Тем временем с началом новой навигации пришли в Петербург очередные английские суда с ньюкастельским углем по торговым договорам, заключенным самим господином адмиралом Сиверсом от имени казны. Пригласив с собою обер-комиссара подрядной конторы Иова Микулина и взяв еще комиссара и канцеляриста из контролорской конторы, Соймонов решил лично осмотреть привезенный товар. В трюмах, равно как и в амбарах, где хранился английский уголь еще от прошлых привозов, комиссия обнаружила один «угольный сор», неочищенную мелочь с пылью, которая по указанию адмирала Сиверса принималась по цене значительно превышавшей стоимость отборного отечественного угля. На возражения Соймонова против такового «разорения казенных интересов» гордый Сиверс лишь отмахнулся, заявив, что-де и «самая распоследняя аглинская угольная пыль и сор лутче первейшаго российскаго антрациту», и намекнул не в меру ретивому прокурору, что ему бы не стоило вмешиваться в те дела, которые утверждены лично им – вице-президентом, исполняющим должность президента коллегии. Адмирал не знал, да и не интересовался характером соймоновским, а зря... Для разрешения сего спора Федор Иванович велел «учинить пробу аглинскому углю» и сравнить оный по качеству и цене с русским.

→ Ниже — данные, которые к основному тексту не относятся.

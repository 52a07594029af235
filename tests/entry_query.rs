//! Entry query builder tests against an in-memory SQLite store.

#![cfg(all(feature = "sqlite", not(feature = "postgres")))]

mod common;

use chrono::{Datelike, Timelike};
use chrono_tz::Tz;

use common::{at, create_entry, create_fixture, create_storage, create_user};
use feeddeck::storage::Operator;
use feeddeck::{Direction, EntryStatus, FeedDeckError, SortOrder};

#[tokio::test]
async fn test_unread_newest_first() {
    let fx = create_fixture().await;

    let entries = fx
        .storage
        .new_entry_query_builder(fx.alice.id, &fx.alice.timezone)
        .with_status(EntryStatus::Unread)
        .with_order(SortOrder::PublishedAt)
        .with_direction(Direction::Desc)
        .get_entries()
        .await
        .unwrap();

    let titles: Vec<&str> = entries.iter().map(|e| e.title.as_str()).collect();
    assert_eq!(
        titles,
        vec!["Episode 1", "Rust 3", "World 4", "World 2", "Rust 1", "World 1"]
    );
    assert!(entries.iter().all(|e| e.status == EntryStatus::Unread));
}

#[tokio::test]
async fn test_count_matches_unpaged_listing() {
    let fx = create_fixture().await;

    let builder = fx
        .storage
        .new_entry_query_builder(fx.alice.id, &fx.alice.timezone)
        .with_status(EntryStatus::Unread);

    let count = builder.count_entries().await.unwrap();
    let entries = builder.get_entries().await.unwrap();

    assert_eq!(count, 6);
    assert_eq!(entries.len() as i64, count);
}

#[tokio::test]
async fn test_count_ignores_paging() {
    let fx = create_fixture().await;

    let builder = fx
        .storage
        .new_entry_query_builder(fx.alice.id, &fx.alice.timezone)
        .with_order(SortOrder::Id)
        .with_limit(2)
        .with_offset(1);

    assert_eq!(builder.count_entries().await.unwrap(), 8);
    assert_eq!(builder.get_entries().await.unwrap().len(), 2);
}

#[tokio::test]
async fn test_pages_do_not_overlap() {
    let fx = create_fixture().await;

    let page = |offset| {
        fx.storage
            .new_entry_query_builder(fx.alice.id, "UTC")
            .with_order(SortOrder::Id)
            .with_direction(Direction::Asc)
            .with_limit(3)
            .with_offset(offset)
    };

    let first: Vec<i64> = page(0).get_entries().await.unwrap().iter().map(|e| e.id).collect();
    let second: Vec<i64> = page(3).get_entries().await.unwrap().iter().map(|e| e.id).collect();
    let third: Vec<i64> = page(6).get_entries().await.unwrap().iter().map(|e| e.id).collect();

    assert_eq!(first.len(), 3);
    assert_eq!(second.len(), 3);
    assert_eq!(third.len(), 2);
    assert!(first.iter().all(|id| !second.contains(id)));
    assert!(first.last() < second.first());
    assert!(second.last() < third.first());
}

#[tokio::test]
async fn test_offset_without_limit() {
    let fx = create_fixture().await;

    let entries = fx
        .storage
        .new_entry_query_builder(fx.alice.id, "UTC")
        .with_order(SortOrder::Id)
        .with_direction(Direction::Asc)
        .with_offset(5)
        .get_entries()
        .await
        .unwrap();

    assert_eq!(entries.len(), 3);
}

#[tokio::test]
async fn test_users_are_isolated() {
    let fx = create_fixture().await;

    let alice_entries = fx
        .storage
        .new_entry_query_builder(fx.alice.id, &fx.alice.timezone)
        .get_entries()
        .await
        .unwrap();
    let bob_entries = fx
        .storage
        .new_entry_query_builder(fx.bob.id, &fx.bob.timezone)
        .get_entries()
        .await
        .unwrap();

    assert_eq!(alice_entries.len(), 8);
    assert_eq!(bob_entries.len(), 2);
    assert!(alice_entries.iter().all(|e| e.user_id == fx.alice.id));
    assert!(bob_entries.iter().all(|e| e.user_id == fx.bob.id));
}

#[tokio::test]
async fn test_foreign_filters_match_nothing() {
    let fx = create_fixture().await;

    // Bob asking for Alice's feed.
    let by_feed = fx
        .storage
        .new_entry_query_builder(fx.bob.id, &fx.bob.timezone)
        .with_feed_id(fx.world.id);
    assert_eq!(by_feed.count_entries().await.unwrap(), 0);
    assert!(by_feed.get_entries().await.unwrap().is_empty());

    // Bob asking for Alice's episode by id.
    let by_id = fx
        .storage
        .new_entry_query_builder(fx.bob.id, &fx.bob.timezone)
        .with_entry_id(fx.episode_id);
    assert!(by_id.get_entry().await.unwrap().is_none());
}

#[tokio::test]
async fn test_feed_filter() {
    let fx = create_fixture().await;

    let entries = fx
        .storage
        .new_entry_query_builder(fx.alice.id, &fx.alice.timezone)
        .with_feed_id(fx.world.id)
        .get_entries()
        .await
        .unwrap();

    assert_eq!(entries.len(), 4);
    for entry in &entries {
        assert_eq!(entry.feed_id, fx.world.id);
        assert_eq!(entry.feed.id, fx.world.id);
        assert_eq!(entry.feed.title, "World");
        assert_eq!(entry.feed.feed_url, "https://news.example/world.xml");
        assert_eq!(entry.feed.category.id, fx.news.id);
        assert_eq!(entry.feed.category.title, "News");
    }
}

#[tokio::test]
async fn test_category_and_status_filter() {
    let fx = create_fixture().await;

    let builder = fx
        .storage
        .new_entry_query_builder(fx.alice.id, &fx.alice.timezone)
        .with_category_id(fx.tech.id)
        .with_status(EntryStatus::Unread);

    let entries = builder.get_entries().await.unwrap();
    assert_eq!(builder.count_entries().await.unwrap(), 3);
    assert!(entries.iter().all(|e| e.feed.category.id == fx.tech.id));
    assert!(entries.iter().any(|e| e.feed_id == fx.podcast.id));
    assert!(entries.iter().all(|e| e.title != "Rust 2"));
}

#[tokio::test]
async fn test_category_and_feed_combined() {
    let fx = create_fixture().await;

    // Rust lives in Tech, not in News.
    let mismatch = fx
        .storage
        .new_entry_query_builder(fx.alice.id, &fx.alice.timezone)
        .with_category_id(fx.news.id)
        .with_feed_id(fx.rust.id);
    assert_eq!(mismatch.count_entries().await.unwrap(), 0);

    let matching = fx
        .storage
        .new_entry_query_builder(fx.alice.id, &fx.alice.timezone)
        .with_category_id(fx.tech.id)
        .with_feed_id(fx.rust.id);
    assert_eq!(matching.count_entries().await.unwrap(), 3);
}

#[tokio::test]
async fn test_entry_id_range() {
    let fx = create_fixture().await;

    let all = fx
        .storage
        .new_entry_query_builder(fx.alice.id, "UTC")
        .with_order(SortOrder::Id)
        .with_direction(Direction::Asc)
        .get_entries()
        .await
        .unwrap();
    let low = all[1].id;
    let high = all[5].id;

    let between = fx
        .storage
        .new_entry_query_builder(fx.alice.id, "UTC")
        .with_entry_id_greater_than(low)
        .with_entry_id_lower_than(high)
        .with_order(SortOrder::Id)
        .with_direction(Direction::Asc)
        .get_entries()
        .await
        .unwrap();

    let ids: Vec<i64> = between.iter().map(|e| e.id).collect();
    assert_eq!(ids, vec![all[2].id, all[3].id, all[4].id]);
}

#[tokio::test]
async fn test_get_entry_with_enclosures() {
    let fx = create_fixture().await;

    let entry = fx
        .storage
        .new_entry_query_builder(fx.alice.id, &fx.alice.timezone)
        .with_entry_id(fx.episode_id)
        .get_entry()
        .await
        .unwrap()
        .expect("episode should be found");

    assert_eq!(entry.id, fx.episode_id);
    assert_eq!(entry.title, "Episode 1");
    assert_eq!(entry.url, "https://cast.example/1");
    assert_eq!(entry.enclosures.len(), 2);
    assert_eq!(entry.enclosures[0].url, "https://cast.example/1.mp3");
    assert_eq!(entry.enclosures[0].mime_type, "audio/mpeg");
    assert_eq!(entry.enclosures[0].size, 1024);
    assert!(entry.enclosures.iter().all(|e| e.entry_id == fx.episode_id));
}

#[tokio::test]
async fn test_get_entry_keeps_builder_limit() {
    let fx = create_fixture().await;

    let builder = fx
        .storage
        .new_entry_query_builder(fx.alice.id, &fx.alice.timezone)
        .with_feed_id(fx.world.id)
        .with_order(SortOrder::PublishedAt)
        .with_direction(Direction::Desc)
        .with_limit(50);

    let first = builder.get_entry().await.unwrap().expect("entry");
    assert_eq!(first.title, "World 4");
    assert!(first.enclosures.is_empty());

    assert_eq!(builder.get_entries().await.unwrap().len(), 4);
}

#[tokio::test]
async fn test_get_entry_missing() {
    let fx = create_fixture().await;

    let entry = fx
        .storage
        .new_entry_query_builder(fx.alice.id, &fx.alice.timezone)
        .with_entry_id(999_999)
        .get_entry()
        .await
        .unwrap();

    assert!(entry.is_none());
}

#[tokio::test]
async fn test_dates_are_converted_to_user_timezone() {
    let fx = create_fixture().await;

    let entry = fx
        .storage
        .new_entry_query_builder(fx.alice.id, &fx.alice.timezone)
        .with_entry_id(fx.episode_id)
        .get_entry()
        .await
        .unwrap()
        .unwrap();

    // 2024-07-01 22:30 UTC is past midnight in Paris (CEST).
    assert_eq!(entry.date.timezone(), Tz::Europe__Paris);
    assert_eq!(entry.date.day(), 2);
    assert_eq!(entry.date.hour(), 0);
    assert_eq!(entry.date.minute(), 30);
    assert_eq!(entry.date.to_rfc3339(), "2024-07-02T00:30:00+02:00");
    assert_eq!(entry.date.naive_utc(), at(2024, 7, 1, 22, 30).naive_utc());
}

#[tokio::test]
async fn test_unknown_timezone_falls_back_to_utc() {
    let fx = create_fixture().await;

    let entry = fx
        .storage
        .new_entry_query_builder(fx.alice.id, "Mars/Olympus_Mons")
        .with_entry_id(fx.episode_id)
        .get_entry()
        .await
        .unwrap()
        .unwrap();

    assert_eq!(entry.date.timezone(), Tz::UTC);
    assert_eq!(entry.date.hour(), 22);
}

#[tokio::test]
async fn test_extension_condition() {
    let fx = create_fixture().await;

    let entries = fx
        .storage
        .new_entry_query_builder(fx.alice.id, "UTC")
        .with_condition("e.title", Operator::Eq, "World 2")
        .with_condition("e.title", Operator::Eq, "World 2")
        .get_entries()
        .await
        .unwrap();

    assert_eq!(entries.len(), 1);
    assert_eq!(entries[0].title, "World 2");
}

#[tokio::test]
async fn test_status_update_is_scoped_to_owner() {
    let fx = create_fixture().await;

    let bob_entries = fx
        .storage
        .new_entry_query_builder(fx.bob.id, "UTC")
        .get_entries()
        .await
        .unwrap();
    let mut ids: Vec<i64> = bob_entries.iter().map(|e| e.id).collect();
    ids.push(fx.episode_id);

    let updated = fx
        .storage
        .entries()
        .set_entries_status(fx.bob.id, &ids, EntryStatus::Read)
        .await
        .unwrap();
    assert_eq!(updated, 2);

    let episode = fx
        .storage
        .new_entry_query_builder(fx.alice.id, "UTC")
        .with_entry_id(fx.episode_id)
        .get_entry()
        .await
        .unwrap()
        .unwrap();
    assert_eq!(episode.status, EntryStatus::Unread);

    let unread_for_bob = fx
        .storage
        .new_entry_query_builder(fx.bob.id, "UTC")
        .with_status(EntryStatus::Unread)
        .count_entries()
        .await
        .unwrap();
    assert_eq!(unread_for_bob, 0);
}

#[tokio::test]
async fn test_empty_store() {
    let storage = create_storage().await;
    let user = create_user(&storage, "carol", "UTC").await;

    let builder = storage.new_entry_query_builder(user.id, &user.timezone);
    assert_eq!(builder.count_entries().await.unwrap(), 0);
    assert!(builder.get_entries().await.unwrap().is_empty());
    assert!(builder.get_entry().await.unwrap().is_none());
}

#[tokio::test]
async fn test_duplicate_entry_hash_is_ignored() {
    let fx = create_fixture().await;

    let entry = feeddeck::model::NewEntry::new(
        fx.alice.id,
        fx.world.id,
        "w1",
        "World 1 again",
        at(2024, 2, 1, 0, 0),
    );
    let inserted = fx.storage.entries().create_entry(&entry).await.unwrap();
    assert!(inserted.is_none());

    // Same hash in another feed is a different entry.
    let id = create_entry(
        &fx.storage,
        &fx.rust,
        "w1",
        "Crosspost",
        at(2024, 2, 1, 0, 0),
        EntryStatus::Unread,
    )
    .await;
    assert!(id > 0);
}

#[tokio::test]
async fn test_driver_failures_are_wrapped() {
    let fx = create_fixture().await;
    sqlx::query("DROP TABLE enclosures")
        .execute(fx.storage.pool())
        .await
        .unwrap();
    sqlx::query("DROP TABLE entries")
        .execute(fx.storage.pool())
        .await
        .unwrap();

    let builder = fx
        .storage
        .new_entry_query_builder(fx.alice.id, &fx.alice.timezone)
        .with_status(EntryStatus::Unread);

    match builder.count_entries().await {
        Err(FeedDeckError::Database(message)) => {
            assert!(message.starts_with("unable to count entries"), "{message}")
        }
        other => panic!("expected a database error, got {other:?}"),
    }
    match builder.get_entries().await {
        Err(FeedDeckError::Database(message)) => {
            assert!(message.starts_with("unable to get entries"), "{message}")
        }
        other => panic!("expected a database error, got {other:?}"),
    }
    assert!(matches!(
        builder.get_entry().await,
        Err(FeedDeckError::Database(_))
    ));
}

#[tokio::test]
async fn test_closed_pool_count_fails() {
    let fx = create_fixture().await;
    fx.storage.close().await;

    let result = fx
        .storage
        .new_entry_query_builder(fx.alice.id, "UTC")
        .count_entries()
        .await;
    assert!(matches!(result, Err(FeedDeckError::Database(_))));
}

У прокуроров, согласно регламенту, утвержденному еще царем Петром, были довольно широкие права, о которых старались «не помнить» должностные лица как в Сенате, так и в коллегиях. Возможно, что забывали о них за неприменимостью и сами прокуроры. Но Федор Соймонов перед заступлением на должность внимательнейшим образом изучил все инструкции и, зная о своих обязанностях, не собирался упускать и свои права. А заключались они в том, что, по прокурорским представлениям, невзирая на чины и ранги, могли быть привлечены к ответственности за упущения все чиновники, вплоть до вице-президента. Президент коллегии был прокурору не подотчетен...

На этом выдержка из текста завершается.